Qu’avons-nous raté ?
J’ai décidé d’écrire ce texte parce que lors du défilé du 1er mai des libéraux à Jodoigne, des militant-e-s de la CSC présent-e-s pour contester la politique du gouvernement (et pourquoi pas, on est en démocratie !) ont crié divers slogans à notre encontre dont « nazis ». Et là, moi enfant d’enfant cachée, belle-fille de survivant d’Auschwitz, défendant les valeurs démocratiques au quotidien, je me suis dit : quelque chose dans le « plus jamais ça » n’a pas fonctionné.
De multiples facteurs ont été progressivement responsables de cet abandon de nos valeurs.
Oubli ou éducation au rabais ? Je ne sais pas.
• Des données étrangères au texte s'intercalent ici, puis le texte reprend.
//! # multicache
//!
//! Scoped, namespaced key-value caching over page storage backends, with
//! optional mirroring of cached values into the page URL query string.
//!
//! ## Features
//!
//! - **Scopes**: `"page/subpath"` scopes map every page to one bucket and fold
//!   the subpath into the item key; the `global` scope is flat
//! - **Namespaces**: several facades share backends without collisions
//! - **Backends**: durable (disk), session and a shared in-memory store, plus
//!   the read-only `urlSearch` pseudo-backend
//! - **Strict mode**: reject scopes and global keys missing from a template
//! - **Fallback reads**: try several backends in order with a default
//!
//! ```ignore
//! use multicache::{BackendKind, Cache, GetOptions, MemoryStorage, SetOptions, StorageBackends};
//!
//! let memory = MemoryStorage::shared();
//! let cache = Cache::builder()
//!     .namespace("shop")
//!     .backends(StorageBackends::ephemeral(memory))
//!     .build()?;
//!
//! cache.set_item("city", "beijing", &SetOptions::new().scope("home/hotel"))?;
//! let city = cache.get_item(
//!     "city",
//!     &GetOptions::new()
//!         .scope("home/hotel")
//!         .chain([BackendKind::Memory, BackendKind::Session]),
//! )?;
//! ```

pub mod backend;
pub mod cache;
pub mod config;
pub mod error;
pub mod location;
pub mod options;
pub mod scope;
pub mod storage;
pub mod strict;

pub use backend::{BackendId, BackendKind, BackendRegistry, StorageBackends};
pub use cache::{Bucket, Cache, CacheBuilder, DEFAULT_PAGE, NAMESPACE_PREFIX};
pub use config::{CacheConfig, EnvOverrides};
pub use error::CacheError;
pub use location::{HistoryEntry, PageLocation};
pub use options::{
    BackendSelector, DefaultValue, ErrorCallback, GetOptions, LookupTarget, ScopeOptions,
    SetOptions, UrlSearchSource,
};
pub use scope::{resolve, ResolvedKey, GLOBAL_PAGE};
pub use storage::{DiskStorage, MemoryStorage, SessionStorage, StorageArea};
pub use strict::Template;

/// Re-export commonly used types
pub type Result<T> = std::result::Result<T, CacheError>;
Les deux sans doute.
Quel virage, quelle marche avons-nous manquée pour que toute cette haine se multiplie, dans cette Europe où les valeurs humanistes et les lumières ont été assassinées une première fois à Auschwitz ?
* Ce courrier abject n’appelle qu’une plainte que j’ai déposée ce vendredi et constituion de partie civile que je ferai dans les prochains jours.